Todos estos personajes, sedentarios y nómades, se agrupan bajo un mismo signo: todos ellos parecen rodeados, en forma más o menos clara, de una delicada aureola de nostalgia. Ensimismados en ella se van deslizando sus vidas. Los sedentarios sienten la nostalgia de una sensación constantemente reiterada; los nómades, la nostalgia de lo lejano, y lo lejano es para ellos el pago, cuando se han separado de él. En el fondo, todos sienten la nostalgia de un destino que saben que les está reservado. Cuando lo logran, se adensan sus vidas y tocan su más profunda sustancia terrestre. Porque, naturalmente, tanto para ellos como para su creador, tiene esta palabra un sentido concreto y terrenal, y pueden hablar de "hacer pie en su destino" con la misma naturalidad que dirían que alguien, saltando de una embarcación, ha hecho pie en una orilla firme y segura.

 

Original es la visión narrativa de Morosoli. Tan original como ella es su forma expresiva. Su estilo, de extraordinario vigor, es sintético, incisivo, ceñido a su objeto emocional o descriptivo. Es un estilo que parece morder las palabras para acuñarlas en frases pulidas como sentencias. También es personalísima su forma de composición narrativa. Salta por encima de la sucesión cronológica y ordena idealmente el acontecer de la vida de sus personajes. Con entera libertad, pero sin incurrir en desorden, avanza y retrocede en el tiempo. Esto le permite abarcar, dentro de un breve cuento, una o varias vidas enteras, sin falsearlas, sin empequeñecerlas, sin que en ellas falte nada de lo que les es esencial. Esta excepcional maestría expresiva, unida a lo original y veraz de su visión de la vida, colocan a Juan José Morosoli en lugar señero dentro de la narrativa sudamericana. Dentro de nuestro país, aun tiene otra cualidad: la obra de Morosoli, por su autenticidad y radicación, es de las que valen como un acto de fe colectiva, es de las que sirven para que el país tome conciencia de sí.
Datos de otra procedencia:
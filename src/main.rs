use clap::{Parser, builder::styling};
use eyre::Result;
use harness_app_migrator::{
    cli::{MigrateOptions, migrate},
    client::DEFAULT_HARNESS_URL,
    harness::NameFilter,
    logging,
    upgrade::{DEFAULT_PROGRAM, MigrationKinds, Scope, Scopes},
};
use std::path::PathBuf;
use url::Url;

// CLI Styling
const STYLES: styling::Styles = styling::Styles::styled()
    .header(styling::AnsiColor::BrightWhite.on_default())
    .usage(styling::AnsiColor::BrightWhite.on_default())
    .literal(styling::AnsiColor::Green.on_default())
    .placeholder(styling::AnsiColor::Cyan.on_default());

/// Migrate all Harness First Gen applications to Next Gen projects with harness-upgrade
#[derive(Parser)]
#[command(name = "harness-migrate", version, styles = STYLES)]
struct Cli {
    /// Harness account identifier
    #[arg(short, long)]
    account_id: String,

    /// Harness First Gen API token, from
    /// https://app.harness.io/#/account/ACCOUNT_ID/access-management/api-keys
    #[arg(short, long, env = "HARNESS_FG_TOKEN", hide_env_values = true)]
    token: String,

    /// Harness Next Gen API token (service account token)
    #[arg(short, long, env = "HARNESS_NG_TOKEN", hide_env_values = true)]
    ng_token: String,

    /// Enable debug log level
    #[arg(short, long)]
    debug: bool,

    /// Next Gen organization identifier
    #[arg(short, long, default_value = "default")]
    organization: String,

    /// Comma separated list of application names to migrate
    #[arg(short, long, default_value = "")]
    filter: String,

    /// Migrate every application except the ones in --filter
    #[arg(short, long)]
    reverse_filter: bool,

    /// Secret scope for all applications
    #[arg(short, long, value_enum, default_value_t = Scope::Account)]
    secret_scope: Scope,

    /// Connector scope for all applications
    #[arg(short, long, value_enum, default_value_t = Scope::Account)]
    connector_scope: Scope,

    /// Template scope for all applications
    #[arg(short = 'T', long, value_enum, default_value_t = Scope::Account)]
    template_scope: Scope,

    /// Workflow scope for all applications
    #[arg(short, long, value_enum, default_value_t = Scope::Project)]
    workflow_scope: Scope,

    /// Target environment for Harness Next Gen
    #[arg(short, long, default_value = "Prod")]
    environment: String,

    /// Disable applications migration
    #[arg(short = 'N', long)]
    no_applications: bool,

    /// Enable pipelines migration
    #[arg(short, long)]
    pipelines: bool,

    /// Enable workflows migration
    #[arg(short = 'W', long)]
    workflows: bool,

    /// Enable workflows migration as pipelines
    #[arg(long)]
    workflows_as_pipelines: bool,

    /// Harness base URL
    #[arg(long, default_value = DEFAULT_HARNESS_URL)]
    harness_url: Url,

    /// Directory to write the values-{project}.yaml files to
    #[arg(long, default_value = ".")]
    output_dir: PathBuf,

    /// File to append logs to
    #[arg(long, default_value = logging::DEFAULT_LOG_FILE)]
    log_file: PathBuf,

    /// harness-upgrade binary to run
    #[arg(long, default_value = DEFAULT_PROGRAM)]
    upgrade_bin: String,

    /// Write values files and log commands without creating projects or running harness-upgrade
    #[arg(long)]
    dry_run: bool,
}

impl From<Cli> for MigrateOptions {
    fn from(cli: Cli) -> Self {
        Self {
            harness_url: cli.harness_url,
            account: cli.account_id,
            fg_token: cli.token,
            ng_token: cli.ng_token,
            org: cli.organization,
            filter: NameFilter::parse(&cli.filter, cli.reverse_filter),
            scopes: Scopes {
                secret: cli.secret_scope,
                connector: cli.connector_scope,
                template: cli.template_scope,
                workflow: cli.workflow_scope,
            },
            environment: cli.environment,
            kinds: MigrationKinds {
                applications: !cli.no_applications,
                pipelines: cli.pipelines,
                workflows: cli.workflows,
                workflows_as_pipelines: cli.workflows_as_pipelines,
            },
            output_dir: cli.output_dir,
            program: cli.upgrade_bin,
            dry_run: cli.dry_run,
        }
    }
}

#[tokio::main]
async fn main() -> Result<()> {
    // Tokens may come from a .env file in the working directory
    if let Err(e) = dotenvy::dotenv()
        && !e.not_found()
    {
        return Err(e.into());
    }

    let cli = Cli::parse();
    logging::init(cli.debug, &cli.log_file)?;

    log::info!("Harness First Gen to Next Gen migration");

    let options = MigrateOptions::from(cli);
    let report = migrate(&options).await?;

    log::info!(
        "{} applications processed, {} migration step(s) failed",
        report.applications,
        report.steps_failed()
    );

    Ok(())
}
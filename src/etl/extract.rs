//! Extractor trait for data extraction from various sources

use eyre::Result;

/// Extractor trait for extracting data from a source
///
/// # Example
/// ```no_run
/// use harness_app_migrator::etl::Extractor;
/// use eyre::Result;
///
/// struct FixedExtractor(Vec<String>);
///
/// impl Extractor for FixedExtractor {
///     type Item = String;
///
///     async fn extract(&self) -> Result<Vec<Self::Item>> {
///         Ok(self.0.clone())
///     }
/// }
/// ```
pub trait Extractor: Send + Sync {
    /// The type of items extracted
    type Item: Send;

    /// Extract items from the source
    ///
    /// # Errors
    /// Returns an error if extraction fails (network, I/O, parsing, etc.)
    fn extract(&self) -> impl std::future::Future<Output = Result<Vec<Self::Item>>> + Send;
}
//! Log setup
//!
//! Every record goes to stderr and is appended to a log file, both with the
//! same `timestamp [LEVEL]  message` layout.

use eyre::{Context, Result};
use std::fs::{File, OpenOptions};
use std::io::{self, Write};
use std::path::Path;

/// Default log file, relative to the working directory
pub const DEFAULT_LOG_FILE: &str = "harness_migration.log";

/// Writer duplicating everything to stderr and a file
#[derive(Debug)]
pub struct TeeWriter {
    file: File,
}

impl TeeWriter {
    /// Open `path` in append mode, creating it when missing
    pub fn append(path: impl AsRef<Path>) -> Result<Self> {
        let path = path.as_ref();
        let file = OpenOptions::new()
            .create(true)
            .append(true)
            .open(path)
            .with_context(|| format!("Failed to open log file: {}", path.display()))?;
        Ok(Self { file })
    }
}

impl Write for TeeWriter {
    fn write(&mut self, buf: &[u8]) -> io::Result<usize> {
        io::stderr().write_all(buf)?;
        self.file.write_all(buf)?;
        Ok(buf.len())
    }

    fn flush(&mut self) -> io::Result<()> {
        io::stderr().flush()?;
        self.file.flush()
    }
}

/// Install the global logger
///
/// The level is `info`, or `debug` with `debug` set; `LOG_LEVEL` overrides both.
pub fn init(debug: bool, log_file: impl AsRef<Path>) -> Result<()> {
    let log_level = match debug {
        true => "debug",
        false => "info",
    };
    let env = env_logger::Env::default().filter_or("LOG_LEVEL", log_level);

    env_logger::Builder::from_env(env)
        .format(|buf, record| {
            writeln!(
                buf,
                "{} [{:<7.7}]  {}",
                buf.timestamp_millis(),
                record.level(),
                record.args()
            )
        })
        .target(env_logger::Target::Pipe(Box::new(TeeWriter::append(log_file)?)))
        .try_init()
        .context("Failed to initialize logger")
}

#[cfg(test)]
mod tests {
    use super::*;
    use tempfile::TempDir;

    #[test]
    fn test_tee_writer_appends() {
        let temp_dir = TempDir::new().unwrap();
        let path = temp_dir.path().join(DEFAULT_LOG_FILE);
        std::fs::write(&path, "previous run\n").unwrap();

        let mut writer = TeeWriter::append(&path).unwrap();
        writer.write_all(b"this run\n").unwrap();
        writer.flush().unwrap();

        assert_eq!(
            std::fs::read_to_string(&path).unwrap(),
            "previous run\nthis run\n"
        );
    }

    #[test]
    fn test_tee_writer_missing_directory() {
        let temp_dir = TempDir::new().unwrap();
        let result = TeeWriter::append(temp_dir.path().join("nope").join("x.log"));
        assert!(result.is_err());
        assert!(result.unwrap_err().to_string().contains("Failed to open log file"));
    }
}
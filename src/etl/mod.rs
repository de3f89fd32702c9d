//! Core ETL (Extract, Transform, Load) abstractions
//!
//! Applications are extracted from the First Gen API, transformed into
//! identified Next Gen targets, and loaded as Next Gen projects.

mod extract;
mod load;
mod transform;

pub use extract::Extractor;
pub use load::Loader;
pub use transform::Transformer;
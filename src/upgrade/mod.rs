//! `harness-upgrade` integration
//!
//! The actual record migration is done by the external `harness-upgrade` CLI.
//! This module writes the per-application values files it can load, builds its
//! command lines, and runs them one after another through a [`CommandExecutor`].

mod command;
mod executor;
mod kinds;
mod runner;
mod values;

pub use command::{DEFAULT_PROGRAM, MigrationCommand};
pub use executor::{CommandExecutor, CommandOutput, DryRunExecutor, ProcessExecutor};
pub use kinds::{MigrationKind, MigrationKinds};
pub use runner::{MigrationReport, MigrationRunner};
pub use values::{MigrationValues, Scope, Scopes, UpgradeSettings, values_path};
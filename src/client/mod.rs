//! Harness API client.
//!
//! This module provides the [`HarnessClient`] used for both the First Gen
//! GraphQL gateway and the Next Gen REST API.

mod harness;

pub use harness::{DEFAULT_HARNESS_URL, HarnessClient};
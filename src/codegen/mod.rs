//! @acp:module "Node Generator"
//! @acp:summary "Node class source generation for annotated functions"
//! @acp:domain codegen
//! @acp:layer output
//!
//! Node source generation
//!
//! [`NodeBuilder`] records structured [`NodeLine`]s and renders them in a
//! single pass; [`FunctionNodeGenerator`] drives it for one annotated
//! function, mapping parameters to input ports and the return value to an
//! output port.

use serde::Serialize;

use crate::config::GeneratorConfig;
use crate::entity::Function;
use crate::error::{NodegenError, Result};

/// Display label emitted for every node until annotation names are wired through
pub const NODE_NAME_PLACEHOLDER: &str = "Replace Me";

/// Port name used for a function's return value
pub const RETURN_PORT_NAME: &str = "returnValue";

/// Prefix of generated node class names
pub const NODE_CLASS_PREFIX: &str = "NODE_";

/// One structural element of a generated node class
#[derive(Debug, Clone, PartialEq, Eq, Serialize)]
pub enum NodeLine {
    ClassHeader { name: String, base: String },
    NodeName(String),
    /// `private:` label before a run of ports
    PrivateScope,
    InputPort { ty: String, name: String },
    OutputPort {
        ty: String,
        name: String,
        default: Option<String>,
    },
    ClassEnd,
}

/// Accumulates node lines and renders them as C++ source
#[derive(Debug, Clone, Default)]
pub struct NodeBuilder {
    port_namespace: String,
    lines: Vec<NodeLine>,
}

impl NodeBuilder {
    pub fn new(port_namespace: impl Into<String>) -> Self {
        Self {
            port_namespace: port_namespace.into(),
            lines: Vec::new(),
        }
    }

    pub fn begin_node(&mut self, class_name: &str, parent: &str) -> &mut Self {
        self.lines.push(NodeLine::ClassHeader {
            name: class_name.to_string(),
            base: parent.to_string(),
        });
        self
    }

    pub fn set_node_name(&mut self, node_name: &str) -> &mut Self {
        self.lines.push(NodeLine::NodeName(node_name.to_string()));
        self
    }

    pub fn add_private_scope(&mut self) -> &mut Self {
        self.lines.push(NodeLine::PrivateScope);
        self
    }

    pub fn add_input_port(&mut self, ty: &str, name: &str) -> Result<&mut Self> {
        if name.is_empty() {
            return Err(NodegenError::Generation(format!(
                "Empty parameter name not allowed (input port of type '{}')",
                ty
            )));
        }
        self.lines.push(NodeLine::InputPort {
            ty: ty.to_string(),
            name: name.to_string(),
        });
        Ok(self)
    }

    pub fn add_output_port(
        &mut self,
        ty: &str,
        name: &str,
        default: Option<&str>,
    ) -> Result<&mut Self> {
        if name.is_empty() {
            return Err(NodegenError::Generation(format!(
                "Empty variable name not allowed (output port of type '{}')",
                ty
            )));
        }
        self.lines.push(NodeLine::OutputPort {
            ty: ty.to_string(),
            name: name.to_string(),
            default: default.map(str::to_string),
        });
        Ok(self)
    }

    pub fn end_node(&mut self) -> &mut Self {
        self.lines.push(NodeLine::ClassEnd);
        self
    }

    pub fn lines(&self) -> &[NodeLine] {
        &self.lines
    }

    /// Render all recorded lines as source text, one entry per output line
    pub fn render(&self) -> Vec<String> {
        let mut out = Vec::with_capacity(self.lines.len() + 1);
        for line in &self.lines {
            match line {
                NodeLine::ClassHeader { name, base } => {
                    out.push(format!("class {} : public {}", name, base));
                    out.push("{".to_string());
                }
                NodeLine::NodeName(label) => out.push(format!("\tNF_NODE_NAME(\"{}\")", label)),
                NodeLine::PrivateScope => out.push("private:".to_string()),
                NodeLine::InputPort { ty, name } => {
                    out.push(format!("\t{}<{}> ip_{};", self.port_type("InputPort"), ty, name))
                }
                NodeLine::OutputPort { ty, name, default } => {
                    let port = self.port_type("OutputPort");
                    match default {
                        Some(value) => out.push(format!("\t{}<{}> op_{}{{{}}};", port, ty, name, value)),
                        None => out.push(format!("\t{}<{}> op_{};", port, ty, name)),
                    }
                }
                NodeLine::ClassEnd => out.push("};".to_string()),
            }
        }
        out
    }

    fn port_type(&self, port: &str) -> String {
        if self.port_namespace.is_empty() {
            port.to_string()
        } else {
            format!("{}::{}", self.port_namespace, port)
        }
    }
}

/// Generated source for one function node
#[derive(Debug, Clone, PartialEq, Eq, Serialize)]
pub struct GeneratedNode {
    /// Generated class name, e.g. `NODE_Add`
    pub class_name: String,
    /// Qualified name of the source function
    pub function: String,
    pub lines: Vec<String>,
}

impl GeneratedNode {
    pub fn source(&self) -> String {
        let mut source = self.lines.join("\n");
        source.push('\n');
        source
    }
}

/// @acp:summary "Generates node classes for annotated functions"
#[derive(Debug, Clone)]
pub struct FunctionNodeGenerator {
    base_class: String,
    port_namespace: String,
}

impl Default for FunctionNodeGenerator {
    fn default() -> Self {
        Self::new(&GeneratorConfig::default())
    }
}

impl FunctionNodeGenerator {
    pub fn new(config: &GeneratorConfig) -> Self {
        Self {
            base_class: config.base_class.clone(),
            port_namespace: config.port_namespace.clone(),
        }
    }

    pub fn generate(&self, function: &Function) -> Result<GeneratedNode> {
        let class_name = format!("{}{}", NODE_CLASS_PREFIX, function.name());
        let mut builder = NodeBuilder::new(self.port_namespace.as_str());

        builder
            .begin_node(&class_name, &self.base_class)
            .set_node_name(NODE_NAME_PLACEHOLDER);

        for (idx, param) in function.parameters().iter().enumerate() {
            if idx == 0 {
                builder.add_private_scope();
            }
            builder
                .add_input_port(&param.ty, &param.name)
                .map_err(|e| in_function(e, function))?;
        }

        builder
            .add_private_scope()
            .add_output_port(function.return_type(), RETURN_PORT_NAME, None)
            .map_err(|e| in_function(e, function))?
            .end_node();

        Ok(GeneratedNode {
            class_name,
            function: function.qualified_name(),
            lines: builder.render(),
        })
    }
}

fn in_function(err: NodegenError, function: &Function) -> NodegenError {
    match err {
        NodegenError::Generation(msg) => NodegenError::Generation(format!(
            "{} while generating node for '{}'",
            msg,
            function.qualified_name()
        )),
        other => other,
    }
}
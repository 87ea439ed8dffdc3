//! @acp:module "Namespace Resolver"
//! @acp:summary "Brace-span namespace resolution and qualification"
//! @acp:domain codegen
//! @acp:layer logic
//!
//! Namespace resolution
//!
//! Namespaces are found without a C++ grammar: braces and `namespace NAME`
//! openers are tokenized, each namespace's extent is found by brace-depth
//! matching, and nesting is inferred from span containment alone.

use std::sync::LazyLock;

use regex::Regex;
use serde::Serialize;

use crate::error::{NodegenError, Result};
use crate::span::Span;

static NAMESPACE_TOKEN_PATTERN: LazyLock<Regex> =
    LazyLock::new(|| Regex::new(r"\{|\}|\bnamespace\s+\w+(?:::\w+)*").unwrap());

/// A namespace scope within one header
#[derive(Debug, Clone, PartialEq, Eq, Serialize)]
pub struct Namespace {
    /// Fully qualified name, e.g. `outer::inner`
    pub name: String,
    /// From the opening `{` up to (excluding) the matching `}`
    pub span: Span,
}

impl std::fmt::Display for Namespace {
    fn fmt(&self, f: &mut std::fmt::Formatter<'_>) -> std::fmt::Result {
        write!(f, "Namespace[name={}, range={}]", self.name, self.span)
    }
}

/// Token used for namespace resolution
#[derive(Debug, Clone, PartialEq, Eq)]
pub enum NamespaceToken {
    Open,
    Close,
    Namespace(String),
}

impl NamespaceToken {
    pub fn as_str(&self) -> &str {
        match self {
            NamespaceToken::Open => "{",
            NamespaceToken::Close => "}",
            NamespaceToken::Namespace(name) => name,
        }
    }
}

/// Tokenize `text` into braces and namespace openers with their offsets.
///
/// `namespace X` only counts when a `{` follows, which leaves out using
/// directives and namespace aliases.
pub fn tokenize(text: &str) -> Vec<(NamespaceToken, usize)> {
    NAMESPACE_TOKEN_PATTERN
        .find_iter(text)
        .filter_map(|m| {
            let token = match m.as_str() {
                "{" => NamespaceToken::Open,
                "}" => NamespaceToken::Close,
                opener => {
                    if !text[m.end()..].trim_start().starts_with('{') {
                        tracing::debug!("Skipping non-scope '{}' at {}", opener, m.start());
                        return None;
                    }
                    let name = opener.split_whitespace().nth(1).unwrap_or_default();
                    NamespaceToken::Namespace(name.to_string())
                }
            };
            Some((token, m.start()))
        })
        .collect()
}

/// Resolved namespace hierarchy for one header
#[derive(Debug, Clone, Default, Serialize)]
pub struct NamespaceMap {
    namespaces: Vec<Namespace>,
}

impl NamespaceMap {
    /// Compute spans and fully qualified names from a token stream
    pub fn resolve(tokens: &[(NamespaceToken, usize)]) -> Result<Self> {
        let mut namespaces = Vec::new();

        for (idx, (token, _)) in tokens.iter().enumerate() {
            if let NamespaceToken::Namespace(name) = token {
                let span = namespace_span(&tokens[idx + 1..])?;
                namespaces.push(Namespace {
                    name: name.clone(),
                    span,
                });
            }
        }

        namespaces.sort_by_key(|ns| ns.span.stop);

        // Prefix each namespace with every namespace enclosing it, outermost first.
        let qualified: Vec<String> = namespaces
            .iter()
            .map(|inner| {
                let mut enclosing: Vec<&Namespace> = namespaces
                    .iter()
                    .filter(|outer| outer.span != inner.span && inner.span.is_subset_of(&outer.span))
                    .collect();
                enclosing.sort_by_key(|outer| std::cmp::Reverse(outer.span.len()));
                enclosing
                    .iter()
                    .map(|outer| outer.name.as_str())
                    .chain(std::iter::once(inner.name.as_str()))
                    .collect::<Vec<_>>()
                    .join("::")
            })
            .collect();

        for (ns, name) in namespaces.iter_mut().zip(qualified) {
            ns.name = name;
            tracing::debug!("Resolved {}", ns);
        }

        Ok(Self { namespaces })
    }

    /// Tokenize and resolve in one step
    pub fn from_text(text: &str) -> Result<Self> {
        Self::resolve(&tokenize(text))
    }

    /// Innermost namespace containing `span`, by smallest containing range
    pub fn enclosing(&self, span: &Span) -> Option<&Namespace> {
        self.namespaces
            .iter()
            .filter(|ns| span.is_subset_of(&ns.span))
            .min_by_key(|ns| ns.span.len())
    }

    /// Qualified name of the enclosing namespace, empty at global scope
    pub fn enclosing_name(&self, span: &Span) -> String {
        self.enclosing(span)
            .map(|ns| ns.name.clone())
            .unwrap_or_default()
    }

    pub fn iter(&self) -> impl Iterator<Item = &Namespace> {
        self.namespaces.iter()
    }

    pub fn len(&self) -> usize {
        self.namespaces.len()
    }

    pub fn is_empty(&self) -> bool {
        self.namespaces.is_empty()
    }
}

/// Span from the opening brace right after a namespace token to its match.
///
/// `tokens` starts at the token following the namespace opener.
fn namespace_span(tokens: &[(NamespaceToken, usize)]) -> Result<Span> {
    let start = tokens.first().map(|(_, offset)| *offset);
    let mut depth: i64 = 0;

    for (token, offset) in tokens {
        match token {
            NamespaceToken::Open => depth += 1,
            NamespaceToken::Close => depth -= 1,
            NamespaceToken::Namespace(_) => continue,
        }
        if depth == 0 {
            if let Some(start) = start {
                return Ok(Span::new(start, *offset));
            }
        }
    }

    let opens = tokens
        .iter()
        .filter(|(t, _)| *t == NamespaceToken::Open)
        .count();
    let closes = tokens
        .iter()
        .filter(|(t, _)| *t == NamespaceToken::Close)
        .count();
    Err(NodegenError::Structural(format!(
        "Unable to resolve namespaces. Header contains an uneven ratio of enclosing '{{' and '}}' \
         ({} / {} after the namespace opener). Check for presence of '{{' and '}}' in macros, \
         comments or strings and remove them if possible.",
        opens, closes
    )))
}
A través de los cuentos del escritor minuano, a través de sus personajes tan genuinos, nos enseña a ver y comprender muchas peculiaridades nuestras. Debemos agradecérselo, porque sus libros no son solamente el testimonio de un admirable artista, sino también un instrumento de religación cordial con nuestra colectividad.